Adakah Kecacatan dalam Sutta Buddhist?

Started by Kokuzo, 17 July 2007, 11:20:21 AM

Previous topic - Next topic

0 Members and 1 Guest are viewing this topic.

Upaseno

Quote from: Dharmakara on 27 July 2007, 05:04:55 PM
apa ukuran bahwa sutta itu cacat? sudahkah seseorang mencapai arahat lalu menilai dan mengkritik sebuah sutta?

Wuah sorry mas, Sang Buddha adalah satu-satunya guru yang memberi kebebasan untuk semua muridnya untuk tidak gampang percaya sesuatu sebelum meneliti dan mengobservasi sesuatu tersebut.  Tentu saja, "menilai" dan "mengkritik" ada levelnya dan level "menilai" dan "mengkritik" saya, tidak jauh beda artinya dengan "meneliti" dan "mengobservasi."  So, bukan Arahat saja yang boleh menilai dan mengkritik sutta.
Sekali lagi, sorry mas.

Upaseno

Quote from: dhanuttono on 27 July 2007, 08:59:37 PM
Quote from: Dharmakara on 27 July 2007, 05:04:55 PM
seorang bhiksu zen yang mencapai  bahkan menyatakan apa yang ditulis di Sutta itu tidak benar.... "sutta hanyalah sebuah jari yang menunjuk ke bulan".....

sebenarnya ane jg binun dengan ajaran Zen/Chan [maaf kalo salah tulis] kata2 memang tidak bs di artikel secara langsung, mengandung makna yg dalam, tp apakah yg dimaksud "apa yang ditulis di Sutta itu tidak benar" berarti sutta/sutra itu semua adalah palsu/salah/tidak benar/tipuan/ilusi ? jika demikian kenapa Buddha menyatakan Dhammanya ? ga tau  :?? [jd master Zen jg nih  ^-^]

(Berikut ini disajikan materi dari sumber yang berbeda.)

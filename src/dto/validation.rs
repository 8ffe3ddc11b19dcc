//! Validation helpers for command inputs.

use validator::ValidationError;

/// Longest MAC-like identifier accepted as a path segment.
const MAX_MAC_LEN: usize = 64;

/// Validates that a device MAC can be used as a single URL path segment.
///
/// The engine does not insist on a particular MAC notation since the server treats it as an
/// opaque key; it only rejects values that would address the wrong endpoint.
///
/// # Examples
///
/// ```ignore
/// validate_mac("AA:BB:CC:DD:EE:FF") // Ok
/// validate_mac("")                  // Err - empty
/// validate_mac("AA/BB")             // Err - path separator
/// ```
pub fn validate_mac(mac: &str) -> Result<(), ValidationError> {
    if mac.trim().is_empty() {
        let mut err = ValidationError::new("mac_empty");
        err.message = Some("MAC must not be empty".into());
        return Err(err);
    }

    if mac.len() > MAX_MAC_LEN {
        let mut err = ValidationError::new("mac_length");
        err.message = Some(
            format!(
                "MAC must be at most {MAX_MAC_LEN} characters (got {})",
                mac.len()
            )
            .into(),
        );
        return Err(err);
    }

    if mac.chars().any(|c| c == '/' || c.is_whitespace() || c.is_control()) {
        let mut err = ValidationError::new("mac_format");
        err.message = Some("MAC must not contain separators or whitespace".into());
        return Err(err);
    }

    Ok(())
}

/// Validates that a call sign is a non-empty single path segment.
pub fn validate_identifier(identifier: &str) -> Result<(), ValidationError> {
    if identifier.trim().is_empty() {
        let mut err = ValidationError::new("identifier_empty");
        err.message = Some("identifier must not be empty".into());
        return Err(err);
    }

    if identifier.contains('/') {
        let mut err = ValidationError::new("identifier_format");
        err.message = Some("identifier must not contain `/`".into());
        return Err(err);
    }

    Ok(())
}

#[cfg(test)]
mod tests {
    use super::*;

    #[test]
    fn test_validate_mac_valid() {
        assert!(validate_mac("AA:BB:CC:DD:EE:FF").is_ok());
        assert!(validate_mac("aabbccddeeff").is_ok());
        assert!(validate_mac("aa-bb-cc-dd-ee-ff").is_ok());
    }

    #[test]
    fn test_validate_mac_invalid() {
        assert!(validate_mac("").is_err()); // empty
        assert!(validate_mac("   ").is_err()); // blank
        assert!(validate_mac("AA/BB").is_err()); // separator
        assert!(validate_mac("AA BB").is_err()); // space
        assert!(validate_mac(&"A".repeat(65)).is_err()); // too long
    }

    #[test]
    fn test_validate_identifier() {
        assert!(validate_identifier("A").is_ok());
        assert!(validate_identifier("").is_err());
        assert!(validate_identifier("A/B").is_err());
    }
}
//! # Secure Proxy
//!
//! Transparent intercepting HTTPS proxy for sandboxed workloads. A redirector
//! (outside this crate) routes all outbound traffic on remote ports 80/443 to
//! this process's listener; from there it is classified (TLS vs plaintext
//! HTTP), MITM'd using a dynamically minted leaf certificate, checked against
//! a host/path allowlist, and forwarded or blocked with a structured record
//! written to the traffic log.
//!
//! ## Architecture
//!
//! ```text
//! Listener -> Peeker -> (CA Authority <-> MITM Bridge) -> Rule Evaluator -> upstream
//! ```
//!
//! Config Store and Traffic Log are cross-cutting: every connection reads an
//! immutable rule snapshot and writes at most one log line per request.

pub mod config;
pub mod log;
pub mod proxy;

/// Library version.
pub const VERSION: &str = env!("CARGO_PKG_VERSION");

Kecacatan didalam Sutta jika merujuk pada sejarah penyusunan Tripitaka [entah sejarah ini benar ato tidak] bisa [kemungkinan] terjadi karena adanya keinginan dari beberapa Bhikkhu yg ingin menghapus peraturan2 yg dianggap berat/merugikan. Tapi apakah hanya itu ? bs jd masuknya ajaran2 baru [dari para Bhikkhu yg dianggap suci/senior] kedalam kumpulan2 Sutta di kemudian hari, belum lagi proses penerjemahannya dan alasan lainnya.

tapi apakah Dhamma yg diajarkan Buddha hanya terbatas apa yg tertulis di Sutta ? padahal Buddha pernah mengatakan bahwa Dhamma yg dia ajarkan hanya sebanyak daun didalam gemgamannya, tapi Dhamma yg belum diajarkan sebanyak jumlah daun yg ada di hutan [gile byk amat ya  :o], apakah bs dikatakan bahwa penambahan2 yg terjadi dikemudian hari [ajaran baru dari para Bhikkhu/sarjana Buddhist diwaktu lampau] dikategorikan kedalamnya ?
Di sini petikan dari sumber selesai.